For Toby, her initial task toward rebuilding is to reinstate ordered time. Gardeners were expected to memorize every feast day, as they never left written records. This allows Toby to recreate an approximation of the calendar, which was likely the point, but the issue that the group has largely avoided is the question of repopulation, an issue that Swift Fox forces dramatically with pregnancy tests. Ren’s immediate reaction is that she doesn’t want to bring a baby into a dangerous, post-apocalyptic world, but Swift Fox asserts a duty to the human race. This seems like the most obvious aspect of continued survival, but the ensuing conversation at the breakfast table demonstrates that it’s not so simple. Ivory Bill broaches the idea of mating with Crakers. The men discuss reproduction and experimentation until White Sedge gets angry and points out that they’re talking about the women as if they are animals to be bred. It’s purely theoretical to them, showing how they could easily fall into a system where women are subjugated again. Amanda’s pregnancy brings up the problems of repopulation because, first, Amanda is severely traumatized by both possibilities for conception and desperately wants to stop being pregnant. Second, if the father is a Craker, they have no way of knowing how dangerous the pregnancy could be. Finally, any pregnancy is dangerous with no medical care.

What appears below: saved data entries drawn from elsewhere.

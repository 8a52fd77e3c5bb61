//! # Event Subscriber
//!
//! Defines the subscription side of the event bus.

use crate::events::{BlockchainEvent, EventFilter};
use std::pin::Pin;
use std::task::{Context, Poll};
use thiserror::Error;
use tokio::sync::broadcast;
use tokio_stream::Stream;
use tracing::{debug, warn};

/// Errors from subscription operations.
#[derive(Debug, Error, Clone, PartialEq, Eq)]
pub enum SubscriptionError {
    /// The event bus was closed.
    #[error("Event bus closed")]
    Closed,
}

/// A subscription handle for receiving events.
///
/// A slow subscriber does not stall publishers: when it falls more than the
/// bus capacity behind, the oldest events are skipped and counted in
/// [`Subscription::lagged`].
pub struct Subscription {
    receiver: broadcast::Receiver<BlockchainEvent>,
    filter: EventFilter,
    lagged: u64,
}

impl Subscription {
    pub(crate) fn new(receiver: broadcast::Receiver<BlockchainEvent>, filter: EventFilter) -> Self {
        Self {
            receiver,
            filter,
            lagged: 0,
        }
    }

    /// Receive the next event that matches the filter.
    ///
    /// Returns `None` once the bus has been dropped.
    pub async fn recv(&mut self) -> Option<BlockchainEvent> {
        loop {
            match self.receiver.recv().await {
                Ok(event) if self.filter.matches(&event) => return Some(event),
                Ok(_) => {}
                Err(broadcast::error::RecvError::Closed) => return None,
                Err(broadcast::error::RecvError::Lagged(count)) => {
                    self.lagged += count;
                    warn!(skipped = count, "Subscriber lagged, some events dropped");
                }
            }
        }
    }

    /// Try to receive the next matching event without waiting.
    ///
    /// `Ok(None)` means nothing is queued right now.
    pub fn try_recv(&mut self) -> Result<Option<BlockchainEvent>, SubscriptionError> {
        loop {
            match self.receiver.try_recv() {
                Ok(event) if self.filter.matches(&event) => return Ok(Some(event)),
                Ok(_) => {}
                Err(broadcast::error::TryRecvError::Empty) => return Ok(None),
                Err(broadcast::error::TryRecvError::Closed) => {
                    return Err(SubscriptionError::Closed)
                }
                Err(broadcast::error::TryRecvError::Lagged(count)) => {
                    self.lagged += count;
                }
            }
        }
    }

    /// Get the filter for this subscription.
    #[must_use]
    pub fn event_filter(&self) -> &EventFilter {
        &self.filter
    }

    /// Total number of events skipped because this subscriber fell behind.
    #[must_use]
    pub fn lagged(&self) -> u64 {
        self.lagged
    }
}

impl Drop for Subscription {
    fn drop(&mut self) {
        debug!(topics = ?self.filter.topics, lagged = self.lagged, "Subscription dropped");
    }
}

/// A stream wrapper for subscriptions.
///
/// Implements `tokio_stream::Stream` for use with stream combinators.
pub struct EventStream {
    subscription: Subscription,
}

impl EventStream {
    /// Create a new event stream from a subscription.
    #[must_use]
    pub fn new(subscription: Subscription) -> Self {
        Self { subscription }
    }

    /// Get the filter for this stream.
    #[must_use]
    pub fn event_filter(&self) -> &EventFilter {
        self.subscription.event_filter()
    }
}

impl Stream for EventStream {
    type Item = BlockchainEvent;

    fn poll_next(mut self: Pin<&mut Self>, cx: &mut Context<'_>) -> Poll<Option<Self::Item>> {
        match self.subscription.try_recv() {
            Ok(Some(event)) => Poll::Ready(Some(event)),
            Ok(None) => {
                // Broadcast receivers expose no waker hook through try_recv.
                cx.waker().wake_by_ref();
                Poll::Pending
            }
            Err(SubscriptionError::Closed) => Poll::Ready(None),
        }
    }
}

#[cfg(test)]
mod tests {
    use super::*;
    use crate::events::EventTopic;
    use crate::publisher::InMemoryEventBus;
    use crate::EventPublisher;
    use primitive_types::U256;
    use shared_types::entities::{Block, SignedTransaction};
    use std::time::Duration;
    use tokio::time::timeout;
    use tokio_stream::StreamExt;

    #[tokio::test]
    async fn test_subscription_recv() {
        let bus = InMemoryEventBus::new();
        let mut sub = bus.subscribe(EventFilter::all());

        bus.publish(BlockchainEvent::PendingState).await;

        let received = timeout(Duration::from_millis(100), sub.recv())
            .await
            .expect("timeout")
            .expect("event");

        assert!(matches!(received, BlockchainEvent::PendingState));
    }

    #[tokio::test]
    async fn test_subscription_filter() {
        let bus = InMemoryEventBus::new();
        let mut sub = bus.subscribe(EventFilter::topics(vec![EventTopic::TxPool]));

        // Filtered out
        bus.publish(BlockchainEvent::GasPriceChanged {
            price: U256::from(5),
        })
        .await;
        bus.publish(BlockchainEvent::TxPre {
            tx: SignedTransaction::default(),
        })
        .await;

        let received = timeout(Duration::from_millis(100), sub.recv())
            .await
            .expect("timeout")
            .expect("event");

        assert!(matches!(received, BlockchainEvent::TxPre { .. }));
    }

    #[test]
    fn test_subscription_reports_its_filter() {
        let bus = InMemoryEventBus::new();
        let sub = bus.subscribe(EventFilter::topics(vec![EventTopic::Chain]));
        assert_eq!(sub.event_filter().topics, vec![EventTopic::Chain]);
    }

    #[tokio::test]
    async fn test_subscription_drop_cleanup() {
        let bus = InMemoryEventBus::new();

        {
            let _sub1 = bus.subscribe(EventFilter::all());
            let _sub2 = bus.subscribe(EventFilter::all());
            assert_eq!(bus.subscriber_count(), 2);
        }

        assert_eq!(bus.subscriber_count(), 0);
    }

    #[tokio::test]
    async fn test_try_recv_empty() {
        let bus = InMemoryEventBus::new();
        let mut sub = bus.subscribe(EventFilter::all());
        assert!(matches!(sub.try_recv(), Ok(None)));
    }

    #[tokio::test]
    async fn test_lagging_subscriber_skips_oldest() {
        let bus = InMemoryEventBus::with_capacity(2);
        let mut sub = bus.subscribe(EventFilter::all());

        for _ in 0..5 {
            bus.publish(BlockchainEvent::ChainHead {
                block: Block::default(),
            })
            .await;
        }

        let mut delivered = 0;
        while let Ok(Some(_)) = sub.try_recv() {
            delivered += 1;
        }
        assert_eq!(delivered, 2);
        assert_eq!(sub.lagged(), 3);
    }

    #[tokio::test]
    async fn test_event_stream_yields_matching_events() {
        let bus = InMemoryEventBus::new();
        let mut stream = bus.event_stream(EventFilter::topics(vec![EventTopic::Miner]));

        bus.publish(BlockchainEvent::PendingState).await;

        let next = timeout(Duration::from_millis(100), stream.next())
            .await
            .expect("timeout");
        assert!(matches!(next, Some(BlockchainEvent::PendingState)));
        assert_eq!(stream.event_filter().topics, vec![EventTopic::Miner]);
    }
}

Toby, who only joined the Gardeners to hide from her murderous, rapist, Painballer ex-boss at Secret Burgers, ended up absorbing the lessons and becoming a reluctant believer (although she maintains her skepticism). She still feels the need to talk to the bees, who are supposed to be messengers for the dead. Pilar told her that people need the hope that death isn’t the end. Crake didn’t want his creation to be capable of having religion, but they build one anyway because they have the same desire as regular humans to believe that there is more in the universe, even though they don’t have any fear or feelings about death until they learn it from Toby. The Crakers have a spiritual connection that seems impossible to Toby. They can connect with Jimmy and see his experiences while he's unconscious, even knowing when he will wake up. Toby discovers that their singing allows them to speak to animals, and on Toby’s vision question, Blackbeard seems to be communicating with the sow. There is reason to hope for the future of humanity, but also to hope that after the mass murder of almost all of humanity, death isn’t simply the end.